→ **PROBLEM DESCRIPTION**
The lines below starting at the line containing "use uuid::Uuid;" and ending at the line containing "dedupe key so" are to be repeated exactly, with both ends kept and nothing else added.

→ **EXTRACTED RECORDS**
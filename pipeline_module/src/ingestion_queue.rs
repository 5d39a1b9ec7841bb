use std::fs;
use std::path::PathBuf;
use std::time::Duration;

use chrono::{DateTime, SecondsFormat, Utc};
use rusqlite::{params, Connection, OptionalExtension};
use uuid::Uuid;

use crate::ingestion::IngestionEnvelope;

#[derive(Debug, thiserror::Error)]
pub enum IngestionQueueError {
    #[error("sqlite error: {0}")]
    Sqlite(#[from] rusqlite::Error),
    #[error("io error: {0}")]
    Io(#[from] std::io::Error),
    #[error("json error: {0}")]
    Json(#[from] serde_json::Error),
    #[error("uuid error: {0}")]
    Uuid(#[from] uuid::Error),
}

#[derive(Debug, Clone)]
pub struct EnqueueResult {
    pub inserted: bool,
}

#[derive(Debug, Clone)]
pub struct QueuedEnvelope {
    pub id: Uuid,
    pub envelope: IngestionEnvelope,
}

/// At-least-once work queue for inbound messages, keyed by dedupe key so
/// duplicate transport deliveries collapse onto one row. The table is also
/// the durable, externally observable processing status for every message:
/// any process can query status/attempts/last_error by id.
pub trait IngestionQueue: Send + Sync {
    fn enqueue(&self, envelope: &IngestionEnvelope) -> Result<EnqueueResult, IngestionQueueError>;
    fn claim_next(&self, worker_id: &str) -> Result<Option<QueuedEnvelope>, IngestionQueueError>;
    fn mark_done(&self, id: &Uuid) -> Result<(), IngestionQueueError>;
    fn mark_failed(&self, id: &Uuid, error: &str) -> Result<(), IngestionQueueError>;
}

const QUEUE_SCHEMA: &str = r#"
CREATE TABLE IF NOT EXISTS ingestion_queue (
    id TEXT PRIMARY KEY,
    route_key TEXT NOT NULL,
    channel TEXT NOT NULL,
    provider_message_id TEXT,
    dedupe_key TEXT NOT NULL UNIQUE,
    payload_json TEXT NOT NULL,
    status TEXT NOT NULL,
    created_at TEXT NOT NULL,
    locked_at TEXT,
    locked_by TEXT,
    processed_at TEXT,
    attempts INTEGER NOT NULL DEFAULT 0,
    last_error TEXT,
    available_at TEXT
);
CREATE INDEX IF NOT EXISTS ingestion_queue_pending_idx
    ON ingestion_queue(status, created_at);
CREATE INDEX IF NOT EXISTS ingestion_queue_available_idx
    ON ingestion_queue(status, available_at);
"#;

#[derive(Debug, Clone)]
pub struct SqliteIngestionQueue {
    path: PathBuf,
    lease_secs: i64,
    max_attempts: i64,
    backoff_secs: i64,
}

impl SqliteIngestionQueue {
    pub fn new(
        path: impl Into<PathBuf>,
        lease_secs: i64,
        max_attempts: i64,
        backoff_secs: i64,
    ) -> Result<Self, IngestionQueueError> {
        let queue = Self {
            path: path.into(),
            lease_secs,
            max_attempts,
            backoff_secs,
        };
        let _ = queue.open()?;
        Ok(queue)
    }

    fn open(&self) -> Result<Connection, IngestionQueueError> {
        if let Some(parent) = self.path.parent() {
            fs::create_dir_all(parent)?;
        }
        let conn = Connection::open(&self.path)?;
        conn.busy_timeout(Duration::from_secs(5))?;
        conn.execute_batch(QUEUE_SCHEMA)?;
        Ok(conn)
    }

    #[cfg(test)]
    pub(crate) fn row_status(&self, id: &Uuid) -> Result<Option<String>, IngestionQueueError> {
        let conn = self.open()?;
        let status = conn
            .query_row(
                "SELECT status FROM ingestion_queue WHERE id = ?1",
                params![id.to_string()],
                |row| row.get::<_, String>(0),
            )
            .optional()?;
        Ok(status)
    }
}

impl IngestionQueue for SqliteIngestionQueue {
    fn enqueue(&self, envelope: &IngestionEnvelope) -> Result<EnqueueResult, IngestionQueueError> {
        let conn = self.open()?;
        let payload_json = serde_json::to_string(envelope)?;
        let inserted = conn.execute(
            "INSERT INTO ingestion_queue
                (id, route_key, channel, provider_message_id, dedupe_key, payload_json, status, created_at, attempts)
             VALUES (?1, ?2, ?3, ?4, ?5, ?6, 'pending', ?7, 0)
             ON CONFLICT(dedupe_key) DO NOTHING",
            params![
                envelope.envelope_id.to_string(),
                envelope.route_key,
                envelope.channel.to_string(),
                envelope.provider_message_id,
                envelope.dedupe_key,
                payload_json,
                format_datetime(Utc::now()),
            ],
        )?;
        Ok(EnqueueResult {
            inserted: inserted > 0,
        })
    }

    fn claim_next(&self, worker_id: &str) -> Result<Option<QueuedEnvelope>, IngestionQueueError> {
        let mut conn = self.open()?;
        let now = Utc::now();
        let lease_cutoff = format_datetime(now - chrono::Duration::seconds(self.lease_secs));
        let now_text = format_datetime(now);

        let tx = conn.transaction()?;
        let row = tx
            .query_row(
                "SELECT id, payload_json
                 FROM ingestion_queue
                 WHERE (
                     status = 'pending'
                     OR (status = 'processing' AND locked_at < ?1)
                 )
                   AND (available_at IS NULL OR available_at <= ?2)
                   AND attempts < ?3
                 ORDER BY created_at, rowid
                 LIMIT 1",
                params![lease_cutoff, now_text, self.max_attempts],
                |row| Ok((row.get::<_, String>(0)?, row.get::<_, String>(1)?)),
            )
            .optional()?;

        let Some((id_raw, payload_json)) = row else {
            tx.commit()?;
            return Ok(None);
        };

        tx.execute(
            "UPDATE ingestion_queue
             SET status = 'processing',
                 locked_at = ?2,
                 locked_by = ?3,
                 attempts = attempts + 1
             WHERE id = ?1",
            params![id_raw, now_text, worker_id],
        )?;
        tx.commit()?;

        let id = Uuid::parse_str(&id_raw)?;
        let envelope: IngestionEnvelope = serde_json::from_str(&payload_json)?;
        Ok(Some(QueuedEnvelope { id, envelope }))
    }

    fn mark_done(&self, id: &Uuid) -> Result<(), IngestionQueueError> {
        let conn = self.open()?;
        conn.execute(
            "UPDATE ingestion_queue
             SET status = 'done',
                 processed_at = ?2,
                 locked_at = NULL,
                 locked_by = NULL
             WHERE id = ?1",
            params![id.to_string(), format_datetime(Utc::now())],
        )?;
        Ok(())
    }

    fn mark_failed(&self, id: &Uuid, error: &str) -> Result<(), IngestionQueueError> {
        let conn = self.open()?;
        let attempts: i64 = conn.query_row(
            "SELECT attempts FROM ingestion_queue WHERE id = ?1",
            params![id.to_string()],
            |row| row.get(0),
        )?;

        let now = Utc::now();
        if attempts >= self.max_attempts {
            conn.execute(
                "UPDATE ingestion_queue
                 SET status = 'failed',
                     processed_at = ?2,
                     locked_at = NULL,
                     locked_by = NULL,
                     available_at = NULL,
                     last_error = ?3
                 WHERE id = ?1",
                params![id.to_string(), format_datetime(now), error],
            )?;
        } else {
            let backoff_secs = attempts.max(1).saturating_mul(self.backoff_secs);
            let available_at = format_datetime(now + chrono::Duration::seconds(backoff_secs));
            conn.execute(
                "UPDATE ingestion_queue
                 SET status = 'pending',
                     processed_at = ?2,
                     locked_at = NULL,
                     locked_by = NULL,
                     available_at = ?3,
                     last_error = ?4
                 WHERE id = ?1",
                params![id.to_string(), format_datetime(now), available_at, error],
            )?;
        }
        Ok(())
    }
}

// Fixed-width timestamps so lexicographic SQL comparisons match time order.
fn format_datetime(value: DateTime<Utc>) -> String {
    value.to_rfc3339_opts(SecondsFormat::Micros, true)
}

#[cfg(test)]
mod tests {
    use super::*;
    use crate::channel::Channel;
    use crate::ingestion::{build_dedupe_key, IngestionPayload};
    use tempfile::TempDir;

    fn sample_envelope(dedupe_seed: &str) -> IngestionEnvelope {
        let payload = IngestionPayload {
            sender: "alice@acme.com".to_string(),
            sender_name: None,
            recipient: "acme@intake.taskwell.io".to_string(),
            subject: Some(format!("subject {}", dedupe_seed)),
            text_body: Some("hello".to_string()),
            html_body: None,
            provider_message_id: Some(dedupe_seed.to_string()),
            thread_id: None,
            headers: Vec::new(),
            command: None,
        };
        IngestionEnvelope {
            envelope_id: Uuid::new_v4(),
            received_at: Utc::now(),
            route_key: "acme".to_string(),
            channel: Channel::Email,
            provider_message_id: Some(dedupe_seed.to_string()),
            dedupe_key: build_dedupe_key("acme", Channel::Email, Some(dedupe_seed), &payload),
            payload,
        }
    }

    fn test_queue(temp: &TempDir) -> SqliteIngestionQueue {
        SqliteIngestionQueue::new(temp.path().join("queue.db"), 60, 3, 5).expect("queue")
    }

    #[test]
    fn enqueue_and_claim_roundtrip() {
        let temp = TempDir::new().expect("tempdir");
        let queue = test_queue(&temp);

        let envelope = sample_envelope("msg-1");
        let result = queue.enqueue(&envelope).expect("enqueue");
        assert!(result.inserted);

        let claimed = queue.claim_next("worker-a").expect("claim").expect("row");
        assert_eq!(claimed.envelope.dedupe_key, envelope.dedupe_key);
        assert_eq!(claimed.id, envelope.envelope_id);

        queue.mark_done(&claimed.id).expect("done");
        assert_eq!(queue.row_status(&claimed.id).expect("status").as_deref(), Some("done"));
        assert!(queue.claim_next("worker-a").expect("claim").is_none());
    }

    #[test]
    fn duplicate_dedupe_key_is_not_inserted() {
        let temp = TempDir::new().expect("tempdir");
        let queue = test_queue(&temp);

        let envelope = sample_envelope("msg-2");
        assert!(queue.enqueue(&envelope).expect("enqueue").inserted);
        let mut duplicate = sample_envelope("msg-2");
        duplicate.envelope_id = Uuid::new_v4();
        assert!(!queue.enqueue(&duplicate).expect("enqueue").inserted);
    }

    #[test]
    fn claims_are_ordered_oldest_first() {
        let temp = TempDir::new().expect("tempdir");
        let queue = test_queue(&temp);

        queue.enqueue(&sample_envelope("first")).expect("enqueue");
        queue.enqueue(&sample_envelope("second")).expect("enqueue");

        let first = queue.claim_next("w").expect("claim").expect("row");
        assert_eq!(first.envelope.provider_message_id.as_deref(), Some("first"));
    }

    #[test]
    fn claimed_rows_are_leased_to_one_worker() {
        let temp = TempDir::new().expect("tempdir");
        let queue = test_queue(&temp);

        queue.enqueue(&sample_envelope("msg-3")).expect("enqueue");
        assert!(queue.claim_next("worker-a").expect("claim").is_some());
        // Lease still held: a second worker sees nothing.
        assert!(queue.claim_next("worker-b").expect("claim").is_none());
    }

    #[test]
    fn failures_back_off_then_go_terminal() {
        let temp = TempDir::new().expect("tempdir");
        let queue = SqliteIngestionQueue::new(temp.path().join("queue.db"), 0, 2, 5).expect("queue");

        queue.enqueue(&sample_envelope("msg-4")).expect("enqueue");

        let first = queue.claim_next("w").expect("claim").expect("row");
        queue.mark_failed(&first.id, "boom").expect("fail");
        assert_eq!(queue.row_status(&first.id).expect("status").as_deref(), Some("pending"));

        // Backed off: not claimable until available_at passes.
        assert!(queue.claim_next("w").expect("claim").is_none());

        // Force availability and exhaust attempts.
        let conn = queue.open().expect("open");
        conn.execute("UPDATE ingestion_queue SET available_at = NULL", [])
            .expect("reset");
        drop(conn);
        let second = queue.claim_next("w").expect("claim").expect("row");
        queue.mark_failed(&second.id, "boom again").expect("fail");
        assert_eq!(queue.row_status(&second.id).expect("status").as_deref(), Some("failed"));
        assert!(queue.claim_next("w").expect("claim").is_none());
    }
}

→ **REPLY**
use uuid::Uuid;

use crate::ingestion::IngestionEnvelope;

#[derive(Debug, thiserror::Error)]
pub enum IngestionQueueError {
    #[error("sqlite error: {0}")]
    Sqlite(#[from] rusqlite::Error),
    #[error("io error: {0}")]
    Io(#[from] std::io::Error),
    #[error("json error: {0}")]
    Json(#[from] serde_json::Error),
    #[error("uuid error: {0}")]
    Uuid(#[from] uuid::Error),
}

#[derive(Debug, Clone)]
pub struct EnqueueResult {
    pub inserted: bool,
}

#[derive(Debug, Clone)]
pub struct QueuedEnvelope {
    pub id: Uuid,
    pub envelope: IngestionEnvelope,
}

/// At-least-once work queue for inbound messages, keyed by dedupe key so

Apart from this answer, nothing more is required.